SpineCare Northwest

PERCUTANEOUS LUMBAR DISC DECOMPRESSION

Percutaneous Lumbar Disc Decompression is a minimally invasive non-surgical option to treat back and leg pain. It is designed to treat disc herniations, and is indicated after traditional conservative treatment has failed.

The Criteria for Percutaneous Lumbar Disc Decompression Includes:

  • Failed conservative treatment, including physical therapy and epidural steroid injections.
  • Positive preventive discography

This is a minimally invasive procedure performed in an outpatient surgical center. The procedure uses a special probe which is guided into your disc through a spiral needle. The probe removes disc tissue and reduces the amount of disc material that causes nerve irritation. An x-ray is used to confirm the catheter placement in the disc. The probe is activated and rotates creating suction and removal of nucleus pulposus through the cannula. The probe and needle are removed, and you will be discharged home with specific instructions.

The Procedure
An I.V. will be placed in your arm and you will be given a light sedative. After you are in position on the table, x-ray equipment will identify the disc level(s). Your lower back skin and muscle tissue will then be numbed with local anesthetic. Your physician will place a needle into your disc under x-ray guidance. You may experience pressure during this part of the procedure. Once the needle is in the proper position, your physician may inject dye into the disc for diagnostic purposes. Patients typically do not feel any discomfort during this step. However, some patients feel pressure in their back when the catheter moves through the disc.

Percutaneous Discectomy Probe In A Lumbar Disc
When the catheter position is confirmed by x-ray, the probe is activated, and the disc material is removed. Your physician will monitor your responses during the procedure to ensure that any discomfort you feel is well controlled. At the end of the procedure, a bandage will be placed on your back, and you will rest in a recovery area until you are ready to go home.

Post-Operative Management
In the first three days after your procedure (the immediate postoperative period), you may experience a moderate increase in your normal back pain. Rest, ice, pain medication and anti-inflammatories will minimize possible discomfort during this time. Any unusual or new symptoms (i.e., fever, chills, rash, increased numbness or weakness) should be reported to your physician. Do not expect your usual pre-procedure symptoms to immediately disappear. You should not exert yourself during this time, even if you experience a marked reduction in your usual pre-procedure pain. No housework, lifting or bending should be done. After the first week, short walks (15 to 20 minutes) are okay. You should discuss with your physician your plan to return to work. If your work is sedentary, you can typically return within a week after the procedure. A follow-up appointment will be made with your physician for additional treatment recommendations. For the few weeks following the procedure as your disc(s) heal, you should begin to feel a reduction in pain. However, pain reduction may occur over 3 months. During the first month, you must treat your back carefully. Restrict bending twisting or heavy lifting. You may resume back exercises under your physician's guidance. Anti-inflammatory medicationsand/or pain medication may be prescribed if needed to control discomfort associated with your normal back pain. Icing 1-2 times per day (10-15 minutes) is advisable to reduce any low back discomfort.

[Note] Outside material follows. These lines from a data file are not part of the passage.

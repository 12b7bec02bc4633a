use crate::and::and;
use crate::cursor::Cursor;
use crate::element::{one_of, parse_if};
use crate::error::{RecombError, RecombResult};
use crate::maybe::maybe;
use crate::parser::Parser;
use crate::reducer::Concat;
use crate::sequence::{Sequence, seq};
use crate::some::one_plus_with;
use tracing::trace;

/// Parser that matches one or more ASCII digits and returns them as written
pub struct Digits;

impl<C: Cursor<Element = char>> Parser<C> for Digits {
    type Output = String;

    fn parse(&self, cursor: &mut C) -> RecombResult<String> {
        one_plus_with(parse_if(|ch: &char| ch.is_ascii_digit()), Concat).parse(cursor)
    }
}

pub fn digits() -> Digits {
    Digits
}

/// Parser that matches a decimal integer with an optional sign
///
/// Values outside the `i64` range do not match.
pub struct Integer;

impl<C: Cursor<Element = char>> Parser<C> for Integer {
    type Output = i64;

    fn parse(&self, cursor: &mut C) -> RecombResult<i64> {
        seq(|s: &mut Sequence<'_, C>| {
            let sign = s.bind(maybe(one_of("+-")))?;
            let digits = s.bind(digits())?;
            let text = match sign {
                Some('-') => format!("-{digits}"),
                _ => digits,
            };
            text.parse::<i64>().map_err(|_| {
                trace!(%text, "integer out of range");
                RecombError::NoMatch
            })
        })
        .parse(cursor)
    }
}

pub fn integer() -> Integer {
    Integer
}

/// A parsed number literal
#[derive(Debug, Clone, Copy, PartialEq)]
pub enum Number {
    Int(i64),
    Float(f64),
}

impl Number {
    pub fn as_f64(self) -> f64 {
        match self {
            Number::Int(value) => value as f64,
            Number::Float(value) => value,
        }
    }
}

/// Parser for number literals: `-?digits(.digits)?([eE][+-]?digits)?`
///
/// A literal without fraction or exponent is an `Int` when it fits an `i64` and a
/// `Float` otherwise. A dot or exponent marker that is not followed by digits is
/// left unconsumed.
pub struct Decimal;

impl<C: Cursor<Element = char>> Parser<C> for Decimal {
    type Output = Number;

    fn parse(&self, cursor: &mut C) -> RecombResult<Number> {
        seq(|s: &mut Sequence<'_, C>| {
            let mut text = String::new();
            if let Some(minus) = s.bind(maybe('-'))? {
                text.push(minus);
            }
            text.push_str(&s.bind(digits())?);

            let fraction = s.bind(maybe(and('.', digits())))?;
            let exponent = s.bind(maybe(and(and(one_of("eE"), maybe(one_of("+-"))), digits())))?;

            if fraction.is_none() && exponent.is_none() {
                match text.parse::<i64>() {
                    Ok(value) => return Ok(Number::Int(value)),
                    Err(_) => trace!(%text, "integer literal out of range, reading it as a float"),
                }
            }
            if let Some((_, digits)) = fraction {
                text.push('.');
                text.push_str(&digits);
            }
            if let Some(((_, sign), digits)) = exponent {
                text.push('e');
                text.extend(sign);
                text.push_str(&digits);
            }
            text.parse::<f64>().map(Number::Float).map_err(|_| RecombError::NoMatch)
        })
        .parse(cursor)
    }
}

pub fn number() -> Decimal {
    Decimal
}
//! Accumulation strategies for the repetition combinators
//!
//! A reducer is a fold: a seed, a combine step applied to every parsed item, and
//! a finishing step that turns the accumulator into the repetition's output.

/// Fold strategy used by `zero_plus_with` and `one_plus_with`
pub trait Reducer<T> {
    type Acc;
    type Output;

    fn seed(&self) -> Self::Acc;

    fn combine(&self, acc: &mut Self::Acc, item: T);

    fn finish(&self, acc: Self::Acc) -> Self::Output;
}

/// Collects items into a `Vec` in parse order
#[derive(Debug, Default, Clone, Copy)]
pub struct Collect;

impl<T> Reducer<T> for Collect {
    type Acc = Vec<T>;
    type Output = Vec<T>;

    fn seed(&self) -> Vec<T> {
        Vec::new()
    }

    fn combine(&self, acc: &mut Vec<T>, item: T) {
        acc.push(item);
    }

    fn finish(&self, acc: Vec<T>) -> Vec<T> {
        acc
    }
}

/// Builds a `String` out of characters or string pieces
#[derive(Debug, Default, Clone, Copy)]
pub struct Concat;

impl Reducer<char> for Concat {
    type Acc = String;
    type Output = String;

    fn seed(&self) -> String {
        String::new()
    }

    fn combine(&self, acc: &mut String, item: char) {
        acc.push(item);
    }

    fn finish(&self, acc: String) -> String {
        acc
    }
}

impl Reducer<String> for Concat {
    type Acc = String;
    type Output = String;

    fn seed(&self) -> String {
        String::new()
    }

    fn combine(&self, acc: &mut String, item: String) {
        acc.push_str(&item);
    }

    fn finish(&self, acc: String) -> String {
        acc
    }
}

/// Counts matches, discarding the items
#[derive(Debug, Default, Clone, Copy)]
pub struct Count;

impl<T> Reducer<T> for Count {
    type Acc = usize;
    type Output = usize;

    fn seed(&self) -> usize {
        0
    }

    fn combine(&self, acc: &mut usize, _item: T) {
        *acc += 1;
    }

    fn finish(&self, acc: usize) -> usize {
        acc
    }
}

/// Closure-driven fold with a cloneable seed
pub struct Fold<A, F> {
    seed: A,
    step: F,
}

impl<T, A, F> Reducer<T> for Fold<A, F>
where
    A: Clone,
    F: Fn(A, T) -> A,
{
    type Acc = Option<A>;
    type Output = A;

    fn seed(&self) -> Option<A> {
        Some(self.seed.clone())
    }

    fn combine(&self, acc: &mut Option<A>, item: T) {
        *acc = acc.take().map(|value| (self.step)(value, item));
    }

    fn finish(&self, acc: Option<A>) -> A {
        acc.unwrap_or_else(|| self.seed.clone())
    }
}

/// Fold every item into `seed` with `step`
pub fn fold<A, F>(seed: A, step: F) -> Fold<A, F> {
    Fold { seed, step }
}
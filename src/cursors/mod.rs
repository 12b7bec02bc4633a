pub mod slice;
pub mod text;

pub use slice::{ByteCursor, SliceCursor};
pub use text::StrCursor;
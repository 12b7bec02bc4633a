//! # Recomb - Backtracking Parser Combinators
//!
//! Parsers are small values that run against a mutable [`Cursor`]: on a match they
//! advance it and return a value, on a mismatch they return
//! [`RecombError::NoMatch`] and leave the cursor where they found it. Combinators
//! build bigger parsers from smaller ones, and a [`RuleSet`] ties named,
//! mutually recursive rules together into a [`Grammar`].
//!
//! - **Backtracking everywhere**: every combinator restores the cursor on failure
//! - **Two kinds of failure**: a mismatch is an ordinary value, while grammar bugs
//!   (unbound or unknown rules) are hard errors no combinator swallows
//! - **Terminating self-reference**: an alternation re-entered at the same
//!   position skips its first branch, so `r = r | base` does not recurse forever
//! - **Any element type**: characters, bytes, or your own tokens
//!
//! ```
//! use recomb::cursors::StrCursor;
//! use recomb::json::Json;
//! use recomb::RuleSet;
//! use recomb::or::or;
//!
//! let rules: RuleSet<'_, StrCursor<'_>, char> =
//!     RuleSet::new().rule("r", |g| or(g.rule("r"), 'a'));
//! let grammar = rules.compile().unwrap();
//!
//! let mut cursor = StrCursor::new("a");
//! assert_eq!(grammar.parse("r", &mut cursor), Ok('a'));
//!
//! assert_eq!(recomb::json::parse("[1, 2]").unwrap(), Json::Array(vec![Json::Int(1), Json::Int(2)]));
//! ```

pub mod and;
pub mod between;
pub mod cursor;
pub mod cursors;
pub mod eat;
pub mod element;
pub mod error;
pub mod grammar;
pub mod json;
pub mod many;
pub mod map;
pub mod maybe;
pub mod or;
pub mod parser;
pub mod reducer;
pub mod separated_list;
pub mod sequence;
pub mod some;
pub mod text;

pub use cursor::{Cursor, CursorId, Snapshot};
pub use cursors::{ByteCursor, SliceCursor, StrCursor};
pub use error::{Diagnostic, GrammarError, RecombError, RecombResult, is_failure};
pub use grammar::{Forward, Grammar, RuleSet, Scope};
pub use parser::{BoxedParser, Parser, boxed, from_fn};
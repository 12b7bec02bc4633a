use crate::cursor::Cursor;
use crate::eat::{Eat, eat};
use crate::element::parse_if;
use crate::error::RecombResult;
use crate::parser::Parser;

/// Parser that matches a single Unicode whitespace character
pub struct Whitespace;

impl<C: Cursor<Element = char>> Parser<C> for Whitespace {
    type Output = char;

    fn parse(&self, cursor: &mut C) -> RecombResult<char> {
        parse_if(|ch: &char| ch.is_whitespace()).parse(cursor)
    }
}

pub fn whitespace() -> Whitespace {
    Whitespace
}

/// Skip any amount of whitespace, including none
pub fn skip_whitespace() -> Eat<Whitespace> {
    eat(whitespace())
}

/// Parser combinator that skips the whitespace following a match
///
/// Wrapping every token of a grammar in a lexeme leaves only the leading
/// whitespace of the whole input to deal with.
pub struct Lexeme<P> {
    parser: P,
}

impl<C, P> Parser<C> for Lexeme<P>
where
    C: Cursor<Element = char>,
    P: Parser<C>,
{
    type Output = P::Output;

    fn parse(&self, cursor: &mut C) -> RecombResult<P::Output> {
        let value = self.parser.parse(cursor)?;
        skip_whitespace().parse(cursor)?;
        Ok(value)
    }
}

pub fn lexeme<P>(parser: P) -> Lexeme<P> {
    Lexeme { parser }
}
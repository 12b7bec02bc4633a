use crate::cursor::Cursor;
use crate::error::{RecombResult, is_failure};
use crate::parser::Parser;

/// Clause driver handed to the body of a [`seq`]
///
/// Each call runs one clause at the current position. Failures are meant to be
/// propagated with `?`; the enclosing `Seq` takes care of rewinding.
pub struct Sequence<'s, C> {
    cursor: &'s mut C,
}

impl<C: Cursor> Sequence<'_, C> {
    /// Run a clause and hand back its value for binding
    pub fn bind<P: Parser<C>>(&mut self, parser: P) -> RecombResult<P::Output> {
        parser.parse(self.cursor)
    }

    /// Run an anonymous clause, discarding its value
    pub fn skip<P: Parser<C>>(&mut self, parser: P) -> RecombResult<()> {
        parser.parse(self.cursor).map(drop)
    }
}

/// Parser combinator running a sequence of clauses with named bindings
///
/// The body runs the clauses in order through a [`Sequence`], binding whichever
/// values it needs with ordinary `let`s, and returns the sequence's result. If
/// any clause fails the whole sequence fails and the cursor goes back to where
/// the sequence started.
pub struct Seq<F> {
    body: F,
}

impl<C, F, O> Parser<C> for Seq<F>
where
    C: Cursor,
    F: Fn(&mut Sequence<'_, C>) -> RecombResult<O>,
{
    type Output = O;

    fn parse(&self, cursor: &mut C) -> RecombResult<O> {
        let start = cursor.snapshot();
        let result = (self.body)(&mut Sequence { cursor: &mut *cursor });
        if is_failure(&result) {
            cursor.rewind(start);
        }
        result
    }
}

/// Convenience function to create a Seq parser
///
/// ```
/// use recomb::cursors::StrCursor;
/// use recomb::parser::Parser;
/// use recomb::sequence::{seq, Sequence};
///
/// let pair = seq(|s: &mut Sequence<'_, StrCursor<'_>>| {
///     let key = s.bind('k')?;
///     s.skip('=')?;
///     let value = s.bind('v')?;
///     Ok((key, value))
/// });
///
/// let mut cursor = StrCursor::new("k=v");
/// assert_eq!(pair.parse(&mut cursor).unwrap(), ('k', 'v'));
/// ```
pub fn seq<C, F, O>(body: F) -> Seq<F>
where
    C: Cursor,
    F: Fn(&mut Sequence<'_, C>) -> RecombResult<O>,
{
    Seq { body }
}
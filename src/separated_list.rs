use crate::cursor::Cursor;
use crate::error::{RecombError, RecombResult};
use crate::parser::Parser;

/// Parser combinator that matches a list of items separated by a parser
///
/// This combinator parses at least one item, followed by zero or more
/// occurrences of (separator + item). It returns a vector of all items.
///
/// # Examples
/// - `"a,b,c"` with separator `,` → `vec!['a', 'b', 'c']`
/// - `"1;2;3"` with separator `;` → `vec![1, 2, 3]`
///
/// # Note
/// - Requires at least one element
/// - A separator not followed by an item fails the whole list
/// - Does not handle whitespace automatically
pub struct SeparatedList<P, PS> {
    parser: P,
    separator: PS,
}

impl<C, P, PS> Parser<C> for SeparatedList<P, PS>
where
    C: Cursor,
    P: Parser<C>,
    PS: Parser<C>,
{
    type Output = Vec<P::Output>;

    fn parse(&self, cursor: &mut C) -> RecombResult<Self::Output> {
        let start = cursor.snapshot();
        let mut results = vec![self.parser.parse(cursor)?];

        loop {
            match self.separator.parse(cursor) {
                Ok(_) => {}
                Err(RecombError::NoMatch) => return Ok(results),
                Err(error) => return Err(error),
            }

            match self.parser.parse(cursor) {
                Ok(value) => results.push(value),
                Err(error) => {
                    cursor.rewind(start);
                    return Err(error);
                }
            }
        }
    }
}

/// Creates a parser that matches a list of items separated by the given parser
pub fn separated_list<P, PS>(parser: P, separator: PS) -> SeparatedList<P, PS> {
    SeparatedList { parser, separator }
}
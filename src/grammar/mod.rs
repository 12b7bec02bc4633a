//! Grammars: named, mutually recursive rules with inheritance
//!
//! A [`RuleSet`] collects rule bodies. Compiling it evaluates every body once in a
//! [`Scope`] where each rule name resolves to a [`Forward`] placeholder, then binds
//! each placeholder to the parser its body produced. Rules may therefore refer to
//! each other, and to themselves, regardless of definition order.
//!
//! Inheritance is late-bound: a parent rule that refers to a name the child
//! redefines uses the child's definition.

pub mod forward;
pub mod rules;

pub use forward::{Forward, Scope};
pub use rules::{RuleBody, RuleSet};

use crate::cursor::Cursor;
use crate::error::{GrammarError, RecombResult};
use crate::parser::{BoxedParser, Parser};
use forward::{Arena, Slot};
use rustc_hash::FxHashMap;
use std::rc::Rc;
use tracing::debug;

/// A compiled rule set
///
/// The grammar owns its rules; placeholders handed out by [`Grammar::get`] stop
/// working once it is dropped.
pub struct Grammar<'g, C, V> {
    arena: Arena<'g, C, V>,
    entries: FxHashMap<Rc<str>, Forward<'g, C, V>>,
    rules: RuleSet<'g, C, V>,
}

impl<'g, C, V> RuleSet<'g, C, V>
where
    C: Cursor + 'g,
    V: 'g,
{
    /// Evaluate every effective rule and bind the results
    ///
    /// Fails with `GrammarError::UnknownRule` if a body asks its scope for a name
    /// that no effective rule defines.
    pub fn compile(&self) -> Result<Grammar<'g, C, V>, GrammarError> {
        let merged = self.merged();
        let arena: Arena<'g, C, V> = merged.iter().map(|(name, _)| Slot::new(name)).collect();

        let placeholders = (0..arena.len())
            .map(|index| {
                let placeholder = Forward::new(&arena, index);
                (Rc::from(placeholder.name()), placeholder)
            })
            .collect();
        let scope = Scope::new(placeholders);

        let parsers: Vec<BoxedParser<'g, C, V>> =
            merged.iter().map(|(_, body)| body(&scope)).collect();
        if let Some(name) = scope.take_unknown() {
            return Err(GrammarError::UnknownRule { name });
        }

        for (index, parser) in parsers.into_iter().enumerate() {
            Forward::new(&arena, index).deliver(parser)?;
        }

        debug!(rules = arena.len(), "compiled grammar");
        Ok(Grammar {
            arena,
            entries: scope.into_placeholders(),
            rules: self.clone(),
        })
    }
}

impl<'g, C: Cursor, V> Grammar<'g, C, V> {
    /// The bound placeholder of the rule called `name`
    pub fn get(&self, name: &str) -> Option<&Forward<'g, C, V>> {
        self.entries.get(name)
    }

    /// Run the rule called `name` at the cursor
    pub fn parse(&self, name: &str, cursor: &mut C) -> RecombResult<V> {
        let rule = self.get(name).ok_or_else(|| GrammarError::UnknownRule {
            name: name.to_string(),
        })?;
        rule.parse(cursor)
    }

    /// Rule names in first-definition order
    pub fn names(&self) -> Vec<&str> {
        self.arena.iter().map(Slot::name).collect()
    }

    /// The rule set this grammar was compiled from
    pub fn rules(&self) -> &RuleSet<'g, C, V> {
        &self.rules
    }
}

impl<C, V> std::fmt::Debug for Grammar<'_, C, V> {
    fn fmt(&self, f: &mut std::fmt::Formatter<'_>) -> std::fmt::Result {
        f.debug_struct("Grammar")
            .field("rules", &self.arena.iter().map(Slot::name).collect::<Vec<_>>())
            .finish()
    }
}
use crate::cursor::Cursor;
use crate::error::{RecombResult, is_failure};
use crate::parser::Parser;

/// Parser combinator that sequences two parsers and returns both results as a tuple
///
/// Atomic: if the second parser fails after the first one consumed input, the
/// cursor is put back where the first parser started.
///
/// Note: When chaining multiple `.and()` calls, this produces nested tuples like
/// `(((a, b), c), d)` rather than flat tuples like `(a, b, c, d)`. For longer
/// sequences with named bindings use [`crate::sequence::seq`].
pub struct And<P1, P2> {
    parser1: P1,
    parser2: P2,
}

impl<P1, P2> And<P1, P2> {
    pub fn new(parser1: P1, parser2: P2) -> Self {
        And { parser1, parser2 }
    }
}

impl<C, P1, P2> Parser<C> for And<P1, P2>
where
    C: Cursor,
    P1: Parser<C>,
    P2: Parser<C>,
{
    type Output = (P1::Output, P2::Output);

    fn parse(&self, cursor: &mut C) -> RecombResult<Self::Output> {
        let start = cursor.snapshot();
        let first = self.parser1.parse(cursor)?;
        let second = self.parser2.parse(cursor);
        if is_failure(&second) {
            cursor.rewind(start);
        }
        Ok((first, second?))
    }
}

/// Convenience function to create an And parser
pub fn and<P1, P2>(parser1: P1, parser2: P2) -> And<P1, P2> {
    And::new(parser1, parser2)
}

/// Extension trait to add .and() method support for parsers
pub trait AndExt: Sized {
    fn and<P>(self, other: P) -> And<Self, P> {
        And::new(self, other)
    }
}

/// Implement AndExt for all types
impl<P> AndExt for P {}
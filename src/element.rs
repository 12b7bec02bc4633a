//! Single-element parsers and the literal coercions
//!
//! A `char` is a parser over character cursors and a `u8` is a parser over byte
//! cursors: each matches exactly itself. Other element types opt in by
//! implementing `Parser` for their own cursor, or through [`is`] and
//! [`parse_if`].

use crate::cursor::Cursor;
use crate::error::{RecombError, RecombResult};
use crate::parser::Parser;
use std::borrow::Cow;

/// Parser that consumes one element satisfying a predicate
pub struct ParseIf<F> {
    predicate: F,
}

impl<C, F> Parser<C> for ParseIf<F>
where
    C: Cursor,
    F: Fn(&C::Element) -> bool,
{
    type Output = C::Element;

    fn parse(&self, cursor: &mut C) -> RecombResult<C::Element> {
        match cursor.current() {
            Some(element) if (self.predicate)(&element) => {
                cursor.advance();
                Ok(element)
            }
            _ => Err(RecombError::NoMatch),
        }
    }
}

/// Consume and return the current element if `predicate` holds for it
pub fn parse_if<F>(predicate: F) -> ParseIf<F> {
    ParseIf { predicate }
}

/// Parser that matches one element equal to the expected one
pub struct Is<T> {
    expected: T,
}

impl<C, T> Parser<C> for Is<T>
where
    C: Cursor<Element = T>,
    T: PartialEq,
{
    type Output = T;

    fn parse(&self, cursor: &mut C) -> RecombResult<T> {
        match cursor.current() {
            Some(element) if element == self.expected => {
                cursor.advance();
                Ok(element)
            }
            _ => Err(RecombError::NoMatch),
        }
    }
}

/// Convenience function to create an Is parser
pub fn is<T>(expected: T) -> Is<T> {
    Is { expected }
}

impl<C: Cursor<Element = char>> Parser<C> for char {
    type Output = char;

    fn parse(&self, cursor: &mut C) -> RecombResult<char> {
        is(*self).parse(cursor)
    }
}

impl<C: Cursor<Element = u8>> Parser<C> for u8 {
    type Output = u8;

    fn parse(&self, cursor: &mut C) -> RecombResult<u8> {
        is(*self).parse(cursor)
    }
}

/// Parser that consumes any single element
pub struct Any;

impl<C: Cursor> Parser<C> for Any {
    type Output = C::Element;

    fn parse(&self, cursor: &mut C) -> RecombResult<C::Element> {
        let element = cursor.current().ok_or(RecombError::NoMatch)?;
        cursor.advance();
        Ok(element)
    }
}

pub fn any() -> Any {
    Any
}

/// Parser that succeeds only at end of input, consuming nothing
pub struct End;

impl<C: Cursor> Parser<C> for End {
    type Output = ();

    fn parse(&self, cursor: &mut C) -> RecombResult<()> {
        if cursor.at_end() {
            Ok(())
        } else {
            Err(RecombError::NoMatch)
        }
    }
}

pub fn end() -> End {
    End
}

/// Parser that matches one element inside an inclusive range
pub struct InRange<T> {
    low: T,
    high: T,
}

impl<C, T> Parser<C> for InRange<T>
where
    C: Cursor<Element = T>,
    T: PartialOrd,
{
    type Output = T;

    fn parse(&self, cursor: &mut C) -> RecombResult<T> {
        match cursor.current() {
            Some(element) if self.low <= element && element <= self.high => {
                cursor.advance();
                Ok(element)
            }
            _ => Err(RecombError::NoMatch),
        }
    }
}

/// Match one element `e` with `low <= e <= high`
pub fn in_range<T>(low: T, high: T) -> InRange<T> {
    InRange { low, high }
}

/// Parser that matches one character out of a set
pub struct OneOf {
    set: &'static str,
}

impl<C: Cursor<Element = char>> Parser<C> for OneOf {
    type Output = char;

    fn parse(&self, cursor: &mut C) -> RecombResult<char> {
        let set = self.set;
        parse_if(|ch: &char| set.contains(*ch)).parse(cursor)
    }
}

pub fn one_of(set: &'static str) -> OneOf {
    OneOf { set }
}

/// Parser that matches an exact string character by character
///
/// All-or-nothing: a partial match rewinds to where it started.
pub struct Tag {
    expected: Cow<'static, str>,
}

impl<C: Cursor<Element = char>> Parser<C> for Tag {
    type Output = Cow<'static, str>;

    fn parse(&self, cursor: &mut C) -> RecombResult<Self::Output> {
        let start = cursor.snapshot();
        for expected in self.expected.chars() {
            if cursor.current() != Some(expected) {
                cursor.rewind(start);
                return Err(RecombError::NoMatch);
            }
            cursor.advance();
        }
        Ok(self.expected.clone())
    }
}

/// Convenience function to create a Tag parser
pub fn tag(expected: impl Into<Cow<'static, str>>) -> Tag {
    Tag {
        expected: expected.into(),
    }
}

#[cfg(test)]
mod tests {
    use super::*;
    use crate::cursors::{ByteCursor, SliceCursor, StrCursor};

    #[test]
    fn test_parse_if_consumes_on_match() {
        let mut cursor = StrCursor::new("7x");
        let digit = parse_if(|ch: &char| ch.is_ascii_digit());

        assert_eq!(digit.parse(&mut cursor).unwrap(), '7');
        assert_eq!(cursor.current(), Some('x'));
    }

    #[test]
    fn test_parse_if_leaves_cursor_on_mismatch() {
        let mut cursor = StrCursor::new("x7");
        let digit = parse_if(|ch: &char| ch.is_ascii_digit());

        assert!(digit.parse(&mut cursor).unwrap_err().is_no_match());
        assert_eq!(cursor.snapshot().offset(), 0);
    }

    #[test]
    fn test_parse_if_at_end() {
        let mut cursor = StrCursor::new("");
        assert!(parse_if(|_: &char| true).parse(&mut cursor).is_err());
    }

    #[test]
    fn test_char_literal_is_a_parser() {
        let mut cursor = StrCursor::new("ab");
        assert_eq!('a'.parse(&mut cursor).unwrap(), 'a');
        assert!('a'.parse(&mut cursor).is_err());
        assert_eq!('b'.parse(&mut cursor).unwrap(), 'b');
    }

    #[test]
    fn test_byte_literal_is_a_parser() {
        let mut cursor = ByteCursor::new(b"A5");
        assert_eq!(b'A'.parse(&mut cursor).unwrap(), b'A');
        assert_eq!(b'5'.parse(&mut cursor).unwrap(), b'5');
        assert!(cursor.at_end());
    }

    #[derive(Debug, Clone, Copy, PartialEq)]
    enum Token {
        Open,
        Close,
    }

    #[test]
    fn test_is_on_custom_tokens() {
        let tokens = [Token::Open, Token::Close];
        let mut cursor = SliceCursor::new(&tokens);

        assert!(is(Token::Close).parse(&mut cursor).is_err());
        assert_eq!(is(Token::Open).parse(&mut cursor).unwrap(), Token::Open);
        assert_eq!(is(Token::Close).parse(&mut cursor).unwrap(), Token::Close);
    }

    #[test]
    fn test_any_and_end() {
        let mut cursor = StrCursor::new("z");
        assert!(end().parse(&mut cursor).is_err());
        assert_eq!(any().parse(&mut cursor).unwrap(), 'z');
        assert!(any().parse(&mut cursor).is_err());
        assert!(end().parse(&mut cursor).is_ok());
    }

    #[test]
    fn test_in_range() {
        let mut cursor = StrCursor::new("c9");
        assert_eq!(in_range('a', 'f').parse(&mut cursor).unwrap(), 'c');
        assert!(in_range('a', 'f').parse(&mut cursor).is_err());
        assert_eq!(in_range('0', '9').parse(&mut cursor).unwrap(), '9');
    }

    #[test]
    fn test_one_of() {
        let mut cursor = StrCursor::new("-+x");
        assert_eq!(one_of("+-").parse(&mut cursor).unwrap(), '-');
        assert_eq!(one_of("+-").parse(&mut cursor).unwrap(), '+');
        assert!(one_of("+-").parse(&mut cursor).is_err());
    }

    #[test]
    fn test_tag_exact_match() {
        let mut cursor = StrCursor::new("hello world");
        assert_eq!(tag("hello").parse(&mut cursor).unwrap(), "hello");
        assert_eq!(cursor.current(), Some(' '));
    }

    #[test]
    fn test_tag_partial_match_rewinds() {
        let mut cursor = StrCursor::new("help");
        assert!(tag("hello").parse(&mut cursor).is_err());
        assert_eq!(cursor.snapshot().offset(), 0);
    }

    #[test]
    fn test_tag_unicode() {
        let mut cursor = StrCursor::new("こんにちは世界");
        assert_eq!(tag("こんにちは").parse(&mut cursor).unwrap(), "こんにちは");
        assert_eq!(cursor.current(), Some('世'));
    }
}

Rehabilitation Exercises and Therapy
Your physician will guide you regarding rehabilitation exercises after your procedure. Formal physical therapy usually begins within 2-4 weeks post-op. Your physician will help you advance your exercise program to improve your strength and flexibility. Your physician may allow you to resume sporting activity 3-4 months after the procedure and may allow you to resume traveling for work or pleasure during this time as well.